The second arrival, Casa Bonavita, may prove even more consequential. The hotel, which opened in May, is the work of Suzanne Sharp, the Malta-born cofounder of London’s The Rug Company. She spent years transforming an 18th-century mansion in Attard, a historic town at the bullseye center of the island. The result feels deeply personal: a kind of rococo for the current era, with interiors layered in Murano glass, antique Italian furniture, hand-painted tiles, and heirlooms gathered from Malta, North Africa, Italy, and England. A former kitchen has become a sleek bar wrapped in a hand-painted mural of Valletta’s harbor, while lush gardens spill around hidden terraces, fountains, and two palm-shaded outdoor pools. A new luxury hotel is hardly headline news elsewhere in the Mediterranean, but Casa Bonavita feels like the clearest sign yet that Malta is leveling up.
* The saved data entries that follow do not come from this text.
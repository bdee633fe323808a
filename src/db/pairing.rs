//! Pairing-code and pairing repositories (§3 PairingCode, Pairing)

use chrono::{DateTime, Duration, Utc};

use super::DbPool;
use crate::Result;

/// Lifetime of an issued pairing code
pub const CODE_TTL_MINUTES: i64 = 10;

/// A 6-digit pairing code issued by a host's account
#[derive(Debug, Clone)]
pub struct PairingCode {
    pub id: i64,
    pub account_id: i64,
    pub host_device_id: i64,
    pub code: String,
    pub expires_at: DateTime<Utc>,
    pub consumed: bool,
    pub created_at: DateTime<Utc>,
}

impl PairingCode {
    #[must_use]
    pub fn is_expired(&self) -> bool {
        Utc::now() > self.expires_at
    }
}

/// An established, account-scoped host↔client link
#[derive(Debug, Clone)]
pub struct Pairing {
    pub id: i64,
    pub host_device_id: i64,
    pub client_device_id: i64,
    pub created_at: DateTime<Utc>,
}

/// Repository for pairing codes
#[derive(Clone)]
pub struct PairingCodeRepo {
    pool: DbPool,
}

impl PairingCodeRepo {
    /// Create a new pairing-code repository
    #[must_use]
    pub const fn new(pool: DbPool) -> Self {
        Self { pool }
    }

    /// Mark every unconsumed code for (account, host) as expired by
    /// back-dating `expires_at`, then insert a fresh one
    ///
    /// # Errors
    ///
    /// Returns error on database failure
    pub fn issue(&self, account_id: i64, host_device_id: i64, code: &str) -> Result<PairingCode> {
        let mut conn = self.pool.get()?;
        let tx = conn.transaction()?;

        let now = Utc::now();
        let already_expired = (now - Duration::minutes(1)).to_rfc3339();
        tx.execute(
            "UPDATE pairing_codes SET expires_at = ?1
             WHERE account_id = ?2 AND host_device_id = ?3 AND consumed = 0",
            rusqlite::params![already_expired, account_id, host_device_id],
        )?;

        let expires_at = now + Duration::minutes(CODE_TTL_MINUTES);
        tx.execute(
            "INSERT INTO pairing_codes (account_id, host_device_id, code, expires_at)
             VALUES (?1, ?2, ?3, ?4)",
            rusqlite::params![account_id, host_device_id, code, expires_at.to_rfc3339()],
        )?;
        let id = tx.last_insert_rowid();
        tx.commit()?;

        Ok(PairingCode {
            id,
            account_id,
            host_device_id,
            code: code.to_string(),
            expires_at,
            consumed: false,
            created_at: now,
        })
    }

    /// Find the most recent row for a code, consumed or not. Callers need
    /// the consumed row too, to distinguish `AlreadyConsumed` from
    /// `NoSuchCode` rather than treating a spent code as never issued.
    ///
    /// Returns `None` if no such code was ever issued; callers distinguish
    /// expiry/consumption from absence via the returned row's fields.
    ///
    /// # Errors
    ///
    /// Returns error on database failure
    pub fn find_latest_by_code(&self, code: &str) -> Result<Option<PairingCode>> {
        let conn = self.pool.get()?;
        let row = conn
            .query_row(
                "SELECT id, account_id, host_device_id, code, expires_at, consumed, created_at
                 FROM pairing_codes WHERE code = ?1 ORDER BY created_at DESC LIMIT 1",
                [code],
                row_to_code,
            )
            .ok();
        Ok(row)
    }

    /// Mark a pairing code consumed
    ///
    /// # Errors
    ///
    /// Returns error on database failure
    pub fn consume(&self, id: i64) -> Result<()> {
        let conn = self.pool.get()?;
        conn.execute("UPDATE pairing_codes SET consumed = 1 WHERE id = ?1", [id])?;
        Ok(())
    }
}

fn row_to_code(row: &rusqlite::Row) -> rusqlite::Result<PairingCode> {
    Ok(PairingCode {
        id: row.get(0)?,
        account_id: row.get(1)?,
        host_device_id: row.get(2)?,
        code: row.get(3)?,
        expires_at: parse_datetime(&row.get::<_, String>(4)?),
        consumed: row.get::<_, i64>(5)? != 0,
        created_at: parse_datetime(&row.get::<_, String>(6)?),
    })
}

/// Repository for established pairings
#[derive(Clone)]
pub struct PairingRepo {
    pool: DbPool,
}

impl PairingRepo {
    /// Create a new pairing repository
    #[must_use]
    pub const fn new(pool: DbPool) -> Self {
        Self { pool }
    }

    /// Find an existing pairing for (host, client)
    ///
    /// # Errors
    ///
    /// Returns error on database failure
    pub fn find(&self, host_device_id: i64, client_device_id: i64) -> Result<Option<Pairing>> {
        let conn = self.pool.get()?;
        let row = conn
            .query_row(
                "SELECT id, host_device_id, client_device_id, created_at FROM pairings
                 WHERE host_device_id = ?1 AND client_device_id = ?2",
                [host_device_id, client_device_id],
                row_to_pairing,
            )
            .ok();
        Ok(row)
    }

    /// Insert a new pairing. Callers must first check `find` to preserve
    /// idempotent re-confirmation.
    ///
    /// # Errors
    ///
    /// Returns error on database failure
    pub fn create(&self, host_device_id: i64, client_device_id: i64) -> Result<Pairing> {
        let conn = self.pool.get()?;
        conn.execute(
            "INSERT INTO pairings (host_device_id, client_device_id) VALUES (?1, ?2)",
            rusqlite::params![host_device_id, client_device_id],
        )?;
        let id = conn.last_insert_rowid();
        self.find(host_device_id, client_device_id)?
            .ok_or_else(|| crate::Error::Database(format!("pairing {id} vanished after insert")))
    }

    /// Find the single paired peer of a device, in either role
    ///
    /// # Errors
    ///
    /// Returns error on database failure
    pub fn peer_of(&self, device_id: i64) -> Result<Option<i64>> {
        let conn = self.pool.get()?;
        let peer = conn
            .query_row(
                "SELECT client_device_id FROM pairings WHERE host_device_id = ?1
                 ORDER BY created_at ASC LIMIT 1",
                [device_id],
                |row| row.get::<_, i64>(0),
            )
            .ok();
        if peer.is_some() {
            return Ok(peer);
        }

        let peer = conn
            .query_row(
                "SELECT host_device_id FROM pairings WHERE client_device_id = ?1
                 ORDER BY created_at ASC LIMIT 1",
                [device_id],
                |row| row.get::<_, i64>(0),
            )
            .ok();
        Ok(peer)
    }

    /// True if the two devices are linked by an existing pairing (either
    /// direction)
    ///
    /// # Errors
    ///
    /// Returns error on database failure
    pub fn are_paired(&self, a: i64, b: i64) -> Result<bool> {
        Ok(self.find(a, b)?.is_some() || self.find(b, a)?.is_some())
    }
}

fn row_to_pairing(row: &rusqlite::Row) -> rusqlite::Result<Pairing> {
    Ok(Pairing {
        id: row.get(0)?,
        host_device_id: row.get(1)?,
        client_device_id: row.get(2)?,
        created_at: parse_datetime(&row.get::<_, String>(3)?),
    })
}

fn parse_datetime(s: &str) -> DateTime<Utc> {
    DateTime::parse_from_rfc3339(s)
        .map(|dt| dt.with_timezone(&Utc))
        .unwrap_or_else(|_| {
            chrono::NaiveDateTime::parse_from_str(s, "%Y-%m-%d %H:%M:%S")
                .map(|naive| naive.and_utc())
                .unwrap_or_else(|_| Utc::now())
        })
}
Left: A lush hotel pool area with turquoise water, wicker sun loungers, yellow fringed parasols, and vibrant bougainvillea against ancient limestone walls. Right: An intimate, eccentrically decorated hotel bar with hand-painted maritime murals covering the walls and ceiling, rattan armchairs, and a brass-railed bar.
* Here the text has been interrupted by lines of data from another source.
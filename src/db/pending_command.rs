//! Queued commands awaiting delivery to an offline host (§5 Replay)

use chrono::{DateTime, Utc};

use super::DbPool;
use crate::Result;

/// A command queued for a host that was offline when it was sent
#[derive(Debug, Clone)]
pub struct PendingCommand {
    pub id: i64,
    pub host_device_id: i64,
    pub from_device_id: i64,
    pub payload: String,
    pub created_at: DateTime<Utc>,
    pub delivered: bool,
}

/// Repository for queued commands
#[derive(Clone)]
pub struct PendingCommandRepo {
    pool: DbPool,
}

impl PendingCommandRepo {
    /// Create a new pending-command repository
    #[must_use]
    pub const fn new(pool: DbPool) -> Self {
        Self { pool }
    }

    /// Queue a command for later delivery
    ///
    /// # Errors
    ///
    /// Returns error on database failure
    pub fn enqueue(&self, host_device_id: i64, from_device_id: i64, payload: &str) -> Result<PendingCommand> {
        let conn = self.pool.get()?;
        conn.execute(
            "INSERT INTO pending_commands (host_device_id, from_device_id, payload)
             VALUES (?1, ?2, ?3)",
            rusqlite::params![host_device_id, from_device_id, payload],
        )?;
        let id = conn.last_insert_rowid();
        conn.query_row(
            "SELECT id, host_device_id, from_device_id, payload, created_at, delivered
             FROM pending_commands WHERE id = ?1",
            [id],
            row_to_pending,
        )
        .map_err(Into::into)
    }

    /// Fetch every undelivered command for a host, oldest first, without
    /// marking them delivered. Callers mark delivery only after the frame
    /// has actually been handed to the socket.
    ///
    /// # Errors
    ///
    /// Returns error on database failure
    pub fn drain_for_host(&self, host_device_id: i64) -> Result<Vec<PendingCommand>> {
        let conn = self.pool.get()?;
        let mut stmt = conn.prepare(
            "SELECT id, host_device_id, from_device_id, payload, created_at, delivered
             FROM pending_commands
             WHERE host_device_id = ?1 AND delivered = 0
             ORDER BY created_at ASC, id ASC",
        )?;
        let commands = stmt
            .query_map([host_device_id], row_to_pending)?
            .collect::<std::result::Result<Vec<_>, _>>()?;
        Ok(commands)
    }

    /// Mark a single queued command delivered
    ///
    /// # Errors
    ///
    /// Returns error on database failure
    pub fn mark_delivered(&self, id: i64) -> Result<()> {
        let conn = self.pool.get()?;
        conn.execute("UPDATE pending_commands SET delivered = 1 WHERE id = ?1", [id])?;
        Ok(())
    }
}

fn row_to_pending(row: &rusqlite::Row) -> rusqlite::Result<PendingCommand> {
    Ok(PendingCommand {
        id: row.get(0)?,
        host_device_id: row.get(1)?,
        from_device_id: row.get(2)?,
        payload: row.get(3)?,
        created_at: parse_datetime(&row.get::<_, String>(4)?),
        delivered: row.get::<_, i64>(5)? != 0,
    })
}

fn parse_datetime(s: &str) -> DateTime<Utc> {
    DateTime::parse_from_rfc3339(s)
        .map(|dt| dt.with_timezone(&Utc))
        .unwrap_or_else(|_| {
            chrono::NaiveDateTime::parse_from_str(s, "%Y-%m-%d %H:%M:%S")
                .map(|naive| naive.and_utc())
                .unwrap_or_else(|_| Utc::now())
        })
}

#[cfg(test)]
mod tests {
    use super::*;
    use crate::db::init_memory;

    #[test]
    fn test_enqueue_and_drain_fifo() {
        let repo = PendingCommandRepo::new(init_memory().unwrap());
        repo.enqueue(1, 2, "first").unwrap();
        repo.enqueue(1, 2, "second").unwrap();

        let drained = repo.drain_for_host(1).unwrap();
        assert_eq!(drained.len(), 2);
        assert_eq!(drained[0].payload, "first");
        assert_eq!(drained[1].payload, "second");
    }

    #[test]
    fn test_mark_delivered_excludes_from_drain() {
        let repo = PendingCommandRepo::new(init_memory().unwrap());
        let queued = repo.enqueue(1, 2, "only").unwrap();
        repo.mark_delivered(queued.id).unwrap();

        let drained = repo.drain_for_host(1).unwrap();
        assert!(drained.is_empty());
    }
}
From left: The main pool at Casa Bonavita (photo: Bob Gazovski; courtesy Casa Bonavita); the hotel's nautical-themed bar with hand-painted murals (photo: Julian Vassallo)

Eat & Drink

Malta’s food traditions reflect the island’s deep ties to Sicily and the Arab world. Look out for pastizzi, flaky fist-size pastries typically filled with ricotta or spiced peas, and ftira, a pizza-like flatbread topped with potatoes, tomatoes, olives, and tuna. Tal-Petut, a homey Maltese restaurant in Birgu across the harbor from Valletta in the Three Cities, has no printed menu, but the owner often serves one or both as part of the nightly feast.